A background goroutine checks every 30 seconds for sessions where LastActivity is older than 5 minutes. Timed-out sessions get END:TIMEOUT, then all clients are force-disconnected and the session is cleaned up.

The timeout is deliberately long (5 minutes) to accommodate users who need time to review transaction details on their phone. Active message exchange resets the timer automatically.

MongoDB Group Timeout

Separate from WebSocket sessions, a StartTimeoutChecker runs every 30 seconds to check MongoDB for groups stuck in waiting status beyond their configured timeout. These are groups where POST /group/create happened but not all parties joined. They're marked as failed to prevent orphaned records.

Authentication

Every interaction requires JWT authentication:

Party IDs are compressed secp256k1 public keys — 33 bytes encoded as 66 hex characters, starting with 02 or 03. This ties the relay identity to the cryptographic identity: your party ID in the relay is derived from the same key material used in the MPC protocol.

func IsValidPartyID(partyID string) bool {
    if len(partyID) != 66 {
        return false
    }
    // Must be valid hex
    for _, char := range partyID {
        if !isHexChar(char) {
            return false
        }
    }
    // Must be a valid compressed public key prefix
    return partyID[0:2] == "02" || partyID[0:2] == "03"
}

What the Relay Cannot Do

This is the most important section. The relay's security properties come from what it cannot do:

The relay is not trusted in the security model. It's an availability dependency (signing fails if the relay is down) but not a security dependency (signing is safe even if the relay is compromised). This distinction is critical.

Performance Characteristics

For a 2-of-2 signing operation (4 rounds):

The relay adds negligible latency. The user-perceived signing time (5-10 seconds) is dominated by: network RTT to relay, mobile push notification delivery, user reviewing the transaction, and biometric authentication. The relay itself is never the bottleneck.

What We'd Do Differently

Every engineering project has hindsight. Here's ours:

1. Session persistence. We built a file-based session manager (session_manager.go) but never deployed it. If the relay server restarts during a signing operation, all active sessions are lost. For a production deployment, we'd want Redis-backed session state with TTLs so that a rolling restart doesn't force all active signers to retry.

2. Horizontal scaling. The current hub is a single goroutine on a single server. For thousands of concurrent sessions, we'd need to shard by group_id — either via consistent hashing across multiple relay instances, or by using Redis pub/sub as the message bus between hub instances.

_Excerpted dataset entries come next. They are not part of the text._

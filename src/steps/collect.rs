use std::fs;
use std::path::Path;

use dialoguer::{Confirm, Input, Select};
use tracing::debug;

use grub_rescue::config::{Distro, DEFAULT_ISSUE};
use grub_rescue::validate;
use grub_rescue::{RawConfig, RescueError};

use crate::{ui, Cli};

// ── Layering ──────────────────────────────────────────────────────────────────

/// Defaults, then the `--config` file, then command-line flags.
pub fn layered(cli: &Cli) -> Result<RawConfig, RescueError> {
    let mut raw = match &cli.config {
        Some(path) => load_file(path)?,
        None => RawConfig::default(),
    };

    if let Some(ref v) = cli.disk {
        raw.disk_designator = v.clone();
    }
    if let Some(ref v) = cli.distro {
        raw.distro = v.clone();
    }
    if let Some(ref v) = cli.issue {
        raw.issue_description = v.clone();
    }
    if let Some(ref v) = cli.arch {
        raw.architecture = v.clone();
    }
    if cli.optimize {
        raw.include_optimizations = true;
    }

    debug!(?raw, "layered configuration");
    Ok(raw)
}

fn load_file(path: &Path) -> Result<RawConfig, RescueError> {
    let text = fs::read_to_string(path)?;
    let raw: RawConfig = serde_json::from_str(&text)?;
    ui::print_info(&format!("Loaded settings from {}", path.display()));
    Ok(raw)
}

// ── Wizard ────────────────────────────────────────────────────────────────────

/// Layers the inputs and, when someone is at the terminal, lets them review
/// every field with the layered value as the default.
pub fn run(cli: &Cli, interactive: bool) -> Result<RawConfig, RescueError> {
    let raw = layered(cli)?;

    if !interactive {
        ui::print_info("Non-interactive run: using defaults, config file and flags.");
        return Ok(raw);
    }

    prompt(raw)
}

fn prompt(mut raw: RawConfig) -> Result<RawConfig, RescueError> {
    println!();
    ui::print_info("Plug the stick into the Mac and run `diskutil list external` to find it.");

    raw.disk_designator = Input::new()
        .with_prompt("USB disk identifier on the Mac (e.g. disk4)")
        .default(raw.disk_designator)
        .validate_with(|s: &String| -> Result<(), String> {
            validate::normalize_disk(s)
                .map(|_| ())
                .map_err(|e| e.to_string())
        })
        .interact_text()?;

    let names: Vec<&str> = Distro::ALL.iter().map(|d| d.display_name()).collect();
    let current = raw
        .distro
        .parse::<Distro>()
        .ok()
        .and_then(|d| Distro::ALL.iter().position(|x| *x == d))
        .unwrap_or(0);
    let idx = Select::new()
        .with_prompt("Distribution installed on the broken machine")
        .items(&names)
        .default(current)
        .interact()?;
    raw.distro = names[idx].to_string();

    let issue_default = if raw.issue_description.trim().is_empty() {
        DEFAULT_ISSUE.to_string()
    } else {
        raw.issue_description
    };
    raw.issue_description = Input::new()
        .with_prompt("Describe the problem")
        .default(issue_default)
        .allow_empty(true)
        .interact_text()?;

    raw.include_optimizations = Confirm::new()
        .with_prompt("Also lower swappiness and cache pressure (helps older machines)?")
        .default(raw.include_optimizations)
        .interact()?;

    ui::print_info(&format!(
        "Architecture: {}",
        if raw.architecture.trim().is_empty() {
            "x86_64"
        } else {
            raw.architecture.as_str()
        }
    ));

    Ok(raw)
}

3. Rate limiting at the WebSocket level. We built a token-bucket rate limiter (rate_limiter.go) but it's not wired into the hub. HTTP endpoints have rate limiting via ulule/limiter, but WebSocket messages are currently unlimited. A misbehaving client could flood the hub channel.

4. Observability. Prometheus metrics are defined (metrics.go) but not exposed. In production, we'd want per-group message counts, round duration histograms, and connection lifecycle metrics to detect degraded sessions before users notice.

The relay server is the least glamorous component of DefiShard. It doesn't do cryptography. It doesn't hold secrets. It doesn't even understand the messages passing through it. That's exactly the point.

The best infrastructure is invisible. It does one thing, does it reliably, and makes it structurally impossible to become a liability.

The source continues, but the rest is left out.